Something strange happens when you start working or living in a major city. Something stranger than the fact that you get used to using public transportation that smells like pee, and stranger than the fact that you recognize (by NAME, not just face) the Bible-beater in the fedora who stands outside your train station.

You notice—perhaps for the first time, if you’re me (and/or recently out of the proverbial closet)—just how many girls there are. Tall, skinny girls in funky dresses and heels. Short, curvy girls in tight jeans and colorful tops. Athletic girls in tank tops and shorts. Businesswomen in tailored suits (and sometimes ties). Your jaw gets tired from hanging open in awe of all the ladies casually passing you on the street.

And then, if you’re me (and/or overly self-aware), you feel like a total creep for staring.


I spend a lot of my time doing feminist activism, and even more time thinking about what it even means to do feminist activism. And I feel like on some level my objectification of random women on the street is strangely out of balance with the rest of my life. I spend my time fighting against objectification; I resent when I feel people have objectified me. Yet I spend my time on city streets giving random women the old up-and-down glance. And I won’t kid myself. I’m not exactly walking down the street and staring at these women for their personalities. This is a situation in which I am objectifying, whether I want to admit it or not.

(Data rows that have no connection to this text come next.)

//! Dashboard session: dispatches a batch while the render loop paints it.

use anyhow::{Context, Result};
use ratatui::{
    backend::{Backend, CrosstermBackend},
    Terminal,
};
use std::io;
use std::sync::{
    atomic::{AtomicUsize, Ordering},
    Arc,
};
use std::thread;
use std::time::{Duration, Instant};

use crate::config::{AppConfig, DEFAULT_LOG_SOURCE};
use crate::dashboard::{
    Dashboard, DashboardOptions, LogSink, PaneLogSink, FAILED_GLYPH, OK_GLYPH, QUEUED_GLYPH,
};
use crate::dispatch::{CancelToken, DispatchObserver, Dispatcher, Operation, WorkItem, WorkState};
use crate::pane::Palette;
use crate::render_loop::{CrosstermInput, InputSource, LoopExit, RenderLoop};
use crate::terminal_restore::{report_teardown, TerminalRestoreGuard};
use crate::DashboardError;

/// Everything a session needs besides the terminal and the operation.
#[derive(Debug, Clone)]
pub struct SessionPlan {
    pub labels: Vec<String>,
    pub concurrency: usize,
    pub service: String,
    pub log_source: String,
    pub tick_interval: Duration,
    pub wait_for_key: bool,
    pub palette: Palette,
}

impl SessionPlan {
    pub fn from_config(config: &AppConfig) -> Self {
        Self {
            labels: config.item_labels(),
            concurrency: config.concurrency,
            service: config.service.clone(),
            log_source: DEFAULT_LOG_SOURCE.to_string(),
            tick_interval: config.tick_interval(),
            wait_for_key: !config.no_wait,
            palette: if config.no_color {
                Palette::monochrome()
            } else {
                Palette::colored()
            },
        }
    }

    pub fn dashboard_options(&self) -> DashboardOptions {
        DashboardOptions {
            service_title: self.service.clone(),
            palette: self.palette,
        }
    }
}

#[derive(Debug)]
pub struct SessionReport {
    /// Finished items in completion order. After a cancellation only the
    /// items that were already in flight show up here.
    pub items: Vec<WorkItem>,
    pub total: usize,
    pub cancelled: bool,
    pub elapsed: Duration,
}

impl SessionReport {
    pub fn succeeded(&self) -> usize {
        self.count(WorkState::Succeeded)
    }

    pub fn failed(&self) -> usize {
        self.count(WorkState::Failed)
    }

    fn count(&self, state: WorkState) -> usize {
        self.items.iter().filter(|item| item.state() == state).count()
    }

    /// One-line summary printed once the terminal is back to normal.
    pub fn summary(&self) -> String {
        let outcome = if self.cancelled { "cancelled" } else { "done" };
        format!(
            "taskboard {outcome}: {} of {} jobs finished, {} ok, {} failed in {:.1}s",
            self.items.len(),
            self.total,
            self.succeeded(),
            self.failed(),
            self.elapsed.as_secs_f64()
        )
    }
}

fn task_row(glyph: &str, label: &str, detail: &str) -> String {
    format!(" {glyph}  {label}\t{detail}")
}

/// Mirrors dispatcher progress into the panes.
pub(crate) struct DashboardObserver<'a> {
    dashboard: &'a Dashboard,
    sink: &'a dyn LogSink,
    total: usize,
    concurrency: usize,
    service: &'a str,
    finished: AtomicUsize,
    failed: AtomicUsize,
}

impl<'a> DashboardObserver<'a> {
    pub(crate) fn new(
        dashboard: &'a Dashboard,
        sink: &'a dyn LogSink,
        total: usize,
        concurrency: usize,
        service: &'a str,
    ) -> Self {
        Self {
            dashboard,
            sink,
            total,
            concurrency,
            service,
            finished: AtomicUsize::new(0),
            failed: AtomicUsize::new(0),
        }
    }

    /// Rewrite the stats and info panes from the current counters.
    pub(crate) fn refresh_panels(&self) {
        let finished = self.finished.load(Ordering::SeqCst);
        let failed = self.failed.load(Ordering::SeqCst);
        self.dashboard.set_stats(vec![
            format!("Finished Jobs:\t{finished}"),
            format!("Failed Jobs:\t{failed}"),
            format!("In Queue:\t{}", self.total.saturating_sub(finished)),
            String::new(),
            format!("Service: {}", self.service),
            format!("Max threads:\t{}", self.concurrency),
        ]);

        let tracker = self.dashboard.progress();
        self.dashboard.set_info(vec![
            format!("Elapsed Time:\t{}s", tracker.elapsed_secs()),
            format!("Remaining:\t{}", tracker.remaining_label()),
            format!("Average:\t{:.2} items/s", tracker.rate()),
        ]);
    }
}

impl DispatchObserver for DashboardObserver<'_> {
    fn on_start(&self, item: &WorkItem) -> Option<usize> {
        Some(
            self.dashboard
                .push_task_row(task_row(QUEUED_GLYPH, item.label(), "-")),
        )
    }

    fn on_finish(&self, item: &WorkItem) {
        let row = if item.state() == WorkState::Succeeded {
            let detail = if item.message().is_empty() {
                "OK"
            } else {
                item.message()
            };
            task_row(OK_GLYPH, item.label(), detail)
        } else {
            self.failed.fetch_add(1, Ordering::SeqCst);
            self.sink
                .error(&format!("{} {}", item.label(), item.message()));
            task_row(FAILED_GLYPH, item.label(), item.message())
        };
        match item.slot() {
            Some(slot) => {
                self.dashboard.set_task_row(slot, row);
            }
            None => {
                self.dashboard.push_task_row(row);
            }
        }

        let finished = self.finished.fetch_add(1, Ordering::SeqCst) + 1;
        self.dashboard.set_progress(finished, self.total);
        self.refresh_panels();
    }
}

/// Run the batch on a dispatcher thread while `terminal` is repainted on
/// this one. `teardown` runs as soon as the render loop stops, before
/// waiting on any operation still in flight.
pub fn drive<B, I, O, T>(
    terminal: &mut Terminal<B>,
    dashboard: Arc<Dashboard>,
    plan: &SessionPlan,
    operation: &O,
    input: &mut I,
    teardown: T,
) -> Result<SessionReport, DashboardError>
where
    B: Backend,
    I: InputSource + ?Sized,
    O: Operation + ?Sized,
    T: FnOnce() -> Result<(), DashboardError>,
{
    let started = Instant::now();
    let cancel = CancelToken::new();
    let dispatcher = Dispatcher::new(plan.concurrency)?.with_cancel(cancel.clone());
    let mut render_loop = RenderLoop::new(plan.tick_interval, cancel)?;
    if !plan.wait_for_key {
        render_loop = render_loop.without_key_wait();
    }

    let total = plan.labels.len();
    let sink = PaneLogSink::new(Arc::clone(&dashboard), plan.log_source.clone());
    let observer =
        DashboardObserver::new(&dashboard, &sink, total, plan.concurrency, &plan.service);
    sink.info(&format!("Preparing {total} jobs"));
    let batch = WorkItem::batch(plan.labels.iter().cloned());
    dashboard.set_progress(0, total);
    observer.refresh_panels();
    sink.warn(&format!("Created {total} jobs, running..."));

    let (done_tx, done_rx) = crossbeam_channel::bounded::<Vec<WorkItem>>(1);
    let (exit, items) = thread::scope(|scope| {
        let (dispatcher, observer, sink) = (&dispatcher, &observer, &sink);
        scope.spawn(move || {
            let items = dispatcher.run(batch, operation, observer);
            let failed = items
                .iter()
                .filter(|item| item.state() == WorkState::Failed)
                .count();
            sink.info(&format!("Finished {} jobs ({failed} failed)", items.len()));
            let _ = done_tx.send(items);
        });

        let exit = render_loop.run(terminal, &dashboard, &done_rx, input);
        report_teardown(teardown());
        let items = match &exit {
            LoopExit::Completed(_) => Vec::new(),
            LoopExit::Cancelled => done_rx.recv().unwrap_or_default(),
        };
        (exit, items)
    });

    let (items, cancelled) = match exit {
        LoopExit::Completed(items) => (items, false),
        LoopExit::Cancelled => (items, true),
    };
    tracing::info!(total, finished = items.len(), cancelled, "session finished");
    Ok(SessionReport {
        items,
        total,
        cancelled,
        elapsed: started.elapsed(),
    })
}

/// Take over the real terminal for one dashboard session. The terminal is
/// restored on every exit path, panics included.
pub fn run_session<O>(config: &AppConfig, operation: &O) -> Result<SessionReport>
where
    O: Operation + ?Sized,
{
    let plan = SessionPlan::from_config(config);
    let dashboard = Arc::new(Dashboard::new(plan.dashboard_options())?);

    let guard = TerminalRestoreGuard::new();
    let mut stdout = io::stdout();
    guard.enable_raw_mode().context("failed to enable raw mode")?;
    guard
        .enter_alt_screen(&mut stdout)
        .context("failed to enter the alternate screen")?;
    guard
        .hide_cursor(&mut stdout)
        .context("failed to hide the cursor")?;
    let mut terminal =
        Terminal::new(CrosstermBackend::new(stdout)).context("failed to open the terminal")?;

    let report = drive(
        &mut terminal,
        dashboard,
        &plan,
        operation,
        &mut CrosstermInput,
        || guard.restore(),
    )?;
    crate::log_debug(&report.summary());
    Ok(report)
}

I feel similarly about my reaction to mainstream images of womanhood—scantily clad, unnaturally thin women plastered across billboards, buses, and absolutely any ad on the internet. I mean, hello, have you SEEN American Apparel ads? I appreciate and enjoy these images on a purely visual level, but I feel massively uncomfortable with the fact that I’m buying into the commodification (and commercial alteration) of women’s bodies.

Perhaps my not-so-subtle glance at the cute chick in the bomber jacket who rides my train isn’t as harmful as actually plastering half-naked, digitally altered images of women on the subway walls in order to sell a product. But both are aspects of the objectification of the female body.

Maybe this is an overreaction. But maybe it's some food for thought.